··· Provided records ···

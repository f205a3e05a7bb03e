pub mod install;
pub mod run_staged_lint;
pub mod uninstall;
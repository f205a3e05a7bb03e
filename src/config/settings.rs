//! Environment overrides layered over the file configuration.

use figment::{Figment, providers::Env};
use serde::Deserialize;

use super::ConfigError;

pub const ENV_PREFIX: &str = "GIT_HOOKS_";

/// Values read from `GIT_HOOKS_*` variables.
#[derive(Debug, Clone, Default, PartialEq, Eq, Deserialize)]
#[serde(default)]
pub struct EnvOverrides {
    pub verbose: Option<bool>,
    pub auto_restage: Option<bool>,
    pub timeout: Option<u64>,
}

impl EnvOverrides {
    pub fn from_env() -> Result<Self, ConfigError> {
        Self::from_figment(Figment::from(
            Env::prefixed(ENV_PREFIX).only(&["verbose", "auto_restage", "timeout"]),
        ))
    }

    pub fn from_figment(figment: Figment) -> Result<Self, ConfigError> {
        let overrides: Self = figment
            .extract()
            .map_err(|e| ConfigError::Env(e.to_string()))?;
        if overrides.timeout == Some(0) {
            return Err(ConfigError::invalid(
                format!("{ENV_PREFIX}TIMEOUT"),
                "must be at least one second",
            ));
        }
        Ok(overrides)
    }
}

#[cfg(test)]
mod tests {
    use super::*;
    use figment::Jail;

    #[test]
    fn test_no_variables_means_no_overrides() {
        Jail::expect_with(|_jail| {
            let overrides = EnvOverrides::from_env().map_err(|e| e.to_string())?;
            assert_eq!(overrides, EnvOverrides::default());
            Ok(())
        });
    }

    #[test]
    fn test_prefixed_variables_are_read() {
        Jail::expect_with(|jail| {
            jail.set_env("GIT_HOOKS_VERBOSE", "true");
            jail.set_env("GIT_HOOKS_AUTO_RESTAGE", "false");
            jail.set_env("GIT_HOOKS_TIMEOUT", "30");
            jail.set_env("GIT_HOOKS_UNRELATED", "ignored");

            let overrides = EnvOverrides::from_env().map_err(|e| e.to_string())?;
            assert_eq!(overrides.verbose, Some(true));
            assert_eq!(overrides.auto_restage, Some(false));
            assert_eq!(overrides.timeout, Some(30));
            Ok(())
        });
    }

    #[test]
    fn test_overrides_replace_global_values() {
        Jail::expect_with(|jail| {
            jail.set_env("GIT_HOOKS_AUTO_RESTAGE", "false");

            let mut config = crate::config::HooksConfig::from_json_str(
                r#"{"autoRestage": true, "verbose": false}"#,
            )
            .map_err(|e| e.to_string())?;
            config.apply_env(&EnvOverrides::from_env().map_err(|e| e.to_string())?);

            assert_eq!(config.auto_restage, Some(false));
            assert!(!config.verbose);
            Ok(())
        });
    }

    #[test]
    fn test_malformed_value_is_an_error() {
        Jail::expect_with(|jail| {
            jail.set_env("GIT_HOOKS_TIMEOUT", "soon");
            assert!(matches!(EnvOverrides::from_env(), Err(ConfigError::Env(_))));
            Ok(())
        });
    }

    #[test]
    fn test_zero_timeout_is_rejected() {
        Jail::expect_with(|jail| {
            jail.set_env("GIT_HOOKS_TIMEOUT", "0");
            assert!(matches!(
                EnvOverrides::from_env(),
                Err(ConfigError::InvalidValue { key, .. }) if key == "GIT_HOOKS_TIMEOUT"
            ));
            Ok(())
        });
    }
}
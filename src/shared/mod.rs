//! Helpers shared across the hook installer and the staged-lint engine.

pub mod glob;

···

:: Task item ::
Only the number is needed here: how many lines of the records contain "Option"?

:: Solution for this exercise ::
3